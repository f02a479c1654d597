//! Generation and extraction are inverse for single-slot templates.

mod common;

use proptest::prelude::*;
use sarf_core::pattern::default_patterns;
use sarf_core::transform::{extract, generate};
use sarf_core::{LiteralMode, Root};

proptest! {
    #[test]
    fn extract_inverts_generate(text in common::root_text()) {
        let root = Root::parse(&text).unwrap_or_else(|e| panic!("{e}"));
        for pattern in default_patterns() {
            let word = generate(&root, &pattern);
            prop_assert_eq!(word.chars().count(), pattern.tokens().len());
            prop_assert_eq!(extract(&word, &pattern, LiteralMode::Strict), Some(root.clone()));
            prop_assert_eq!(extract(&word, &pattern, LiteralMode::Lenient), Some(root.clone()));
        }
    }

    #[test]
    fn generate_is_deterministic(text in common::root_text()) {
        let root = Root::parse(&text).unwrap_or_else(|e| panic!("{e}"));
        for pattern in default_patterns() {
            prop_assert_eq!(generate(&root, &pattern), generate(&root, &pattern));
        }
    }
}
//! Word templates.
//!
//! A template is a sequence of literal letters and radical slots. Templates
//! written as text use the conventional placeholders ف ع ل for the first,
//! second and third radical; every other letter is a literal. A pattern that
//! needs one of those letters as a literal is built from explicit tokens.

mod defaults;
mod store;

use serde::{Deserialize, Serialize};
use std::fmt;

use crate::error::PatternError;

pub use defaults::default_patterns;
pub use store::{Iter, PatternStore, PatternTableOptions, djb2};

/// One of the three radical positions of a root.
#[derive(Debug, Clone, Copy, PartialEq, Eq, Hash, Serialize, Deserialize)]
#[serde(rename_all = "snake_case")]
pub enum Radical {
    First,
    Second,
    Third,
}

impl Radical {
    pub const ALL: [Self; 3] = [Self::First, Self::Second, Self::Third];

    /// Zero-based position in the root.
    #[must_use]
    pub const fn index(self) -> usize {
        match self {
            Self::First => 0,
            Self::Second => 1,
            Self::Third => 2,
        }
    }

    /// Placeholder letter used for this slot in textual templates.
    #[must_use]
    pub const fn marker(self) -> char {
        match self {
            Self::First => 'ف',
            Self::Second => 'ع',
            Self::Third => 'ل',
        }
    }

    #[must_use]
    pub const fn from_marker(letter: char) -> Option<Self> {
        match letter {
            'ف' => Some(Self::First),
            'ع' => Some(Self::Second),
            'ل' => Some(Self::Third),
            _ => None,
        }
    }

    #[must_use]
    pub const fn as_str(self) -> &'static str {
        match self {
            Self::First => "first",
            Self::Second => "second",
            Self::Third => "third",
        }
    }
}

#[derive(Debug, Clone, Copy, PartialEq, Eq, Hash, Serialize, Deserialize)]
#[serde(rename_all = "snake_case")]
pub enum Token {
    Literal(char),
    Slot(Radical),
}

/// Parse a textual template into tokens.
#[must_use]
pub fn parse_template(template: &str) -> Vec<Token> {
    template
        .chars()
        .map(|c| Radical::from_marker(c).map_or(Token::Literal(c), Token::Slot))
        .collect()
}

/// Declarative form of a pattern, as found in configuration.
#[derive(Debug, Clone, PartialEq, Eq, Serialize, Deserialize)]
pub struct PatternSpec {
    pub name: String,
    #[serde(default)]
    pub structure: String,
    #[serde(default)]
    pub description: String,
}

/// A registered word template.
#[derive(Debug, Clone, PartialEq, Eq, Serialize)]
pub struct Pattern {
    name: String,
    tokens: Vec<Token>,
    structure: String,
    description: String,
}

impl Pattern {
    /// Create a pattern whose template is its own name.
    ///
    /// # Errors
    /// Returns `PatternError` if the name is empty or lacks one of the slots.
    pub fn new(
        name: impl Into<String>,
        structure: impl Into<String>,
        description: impl Into<String>,
    ) -> Result<Self, PatternError> {
        let name = name.into().trim().to_string();
        let tokens = parse_template(&name);
        Self::from_tokens(name, tokens, structure, description)
    }

    /// Create a pattern from an explicit token list. The name is trimmed.
    ///
    /// # Errors
    /// Returns `PatternError` if the name is empty or a slot is missing.
    pub fn from_tokens(
        name: impl Into<String>,
        tokens: Vec<Token>,
        structure: impl Into<String>,
        description: impl Into<String>,
    ) -> Result<Self, PatternError> {
        let name = name.into().trim().to_string();
        if name.is_empty() {
            return Err(PatternError::Empty);
        }
        if let Some(missing) = Radical::ALL
            .into_iter()
            .find(|radical| !tokens.contains(&Token::Slot(*radical)))
        {
            return Err(PatternError::MissingSlot {
                name,
                radical: missing.as_str(),
            });
        }
        Ok(Self {
            name,
            tokens,
            structure: structure.into(),
            description: description.into(),
        })
    }

    #[must_use]
    pub fn name(&self) -> &str {
        &self.name
    }

    #[must_use]
    pub fn tokens(&self) -> &[Token] {
        &self.tokens
    }

    /// Structural class label, e.g. `CVCCVC`.
    #[must_use]
    pub fn structure(&self) -> &str {
        &self.structure
    }

    #[must_use]
    pub fn description(&self) -> &str {
        &self.description
    }

    /// Template rendered with slot placeholders.
    #[must_use]
    pub fn template(&self) -> String {
        self.tokens
            .iter()
            .map(|token| match *token {
                Token::Literal(c) => c,
                Token::Slot(radical) => radical.marker(),
            })
            .collect()
    }
}

impl TryFrom<PatternSpec> for Pattern {
    type Error = PatternError;

    fn try_from(spec: PatternSpec) -> Result<Self, Self::Error> {
        Self::new(spec.name, spec.structure, spec.description)
    }
}

impl fmt::Display for Pattern {
    fn fmt(&self, f: &mut fmt::Formatter<'_>) -> fmt::Result {
        f.write_str(&self.name)
    }
}

#[cfg(test)]
mod tests {
    use super::*;

    #[test]
    fn test_parse_template() {
        assert_eq!(
            parse_template("مفعول"),
            vec![
                Token::Literal('م'),
                Token::Slot(Radical::First),
                Token::Slot(Radical::Second),
                Token::Literal('و'),
                Token::Slot(Radical::Third),
            ]
        );
    }

    #[test]
    #[expect(clippy::expect_used, reason = "Test failure should panic with context")]
    fn test_new_pattern() {
        let pattern = Pattern::new("فاعل", "VCCCVC", "Active participle")
            .expect("valid pattern");
        assert_eq!(pattern.name(), "فاعل");
        assert_eq!(pattern.tokens().len(), 4);
        assert_eq!(pattern.template(), "فاعل");
    }

    #[test]
    fn test_missing_slot() {
        let result = Pattern::new("فعا", "", "");
        assert_eq!(
            result,
            Err(PatternError::MissingSlot {
                name: "فعا".to_string(),
                radical: "third"
            })
        );
    }

    #[test]
    fn test_empty_name() {
        assert_eq!(Pattern::new("  ", "", ""), Err(PatternError::Empty));
    }

    #[test]
    #[expect(clippy::expect_used, reason = "Test failure should panic with context")]
    fn test_from_tokens_allows_literal_placeholder_letters() {
        // a literal ف prefix ahead of explicit slots
        let tokens = vec![
            Token::Literal('ف'),
            Token::Slot(Radical::First),
            Token::Slot(Radical::Second),
            Token::Slot(Radical::Third),
        ];
        let pattern = Pattern::from_tokens("ف+فعل", tokens, "", "")
            .expect("valid tokens");
        assert_eq!(pattern.tokens()[0], Token::Literal('ف'));
    }

    #[test]
    fn test_from_tokens_trims_name() {
        let tokens = vec![
            Token::Slot(Radical::First),
            Token::Slot(Radical::Second),
            Token::Slot(Radical::Third),
        ];
        let pattern = Pattern::from_tokens(" جذر ", tokens.clone(), "", "");
        assert!(pattern.is_ok_and(|p| p.name() == "جذر"));
        assert_eq!(
            Pattern::from_tokens("   ", tokens, "", ""),
            Err(PatternError::Empty)
        );
    }

    #[test]
    fn test_pattern_spec_conversion() {
        let spec = PatternSpec {
            name: "فعال".to_string(),
            structure: "CVCVC".to_string(),
            description: String::new(),
        };
        let pattern = Pattern::try_from(spec);
        assert!(pattern.is_ok_and(|p| p.structure() == "CVCVC"));
    }
}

= = = = =

:: Task details ::
Read through the entries above and copy each line that has the string "store" in it.

:: Output for this exercise ::
mod store;
pub use store::{Iter, PatternStore, PatternTableOptions, djb2};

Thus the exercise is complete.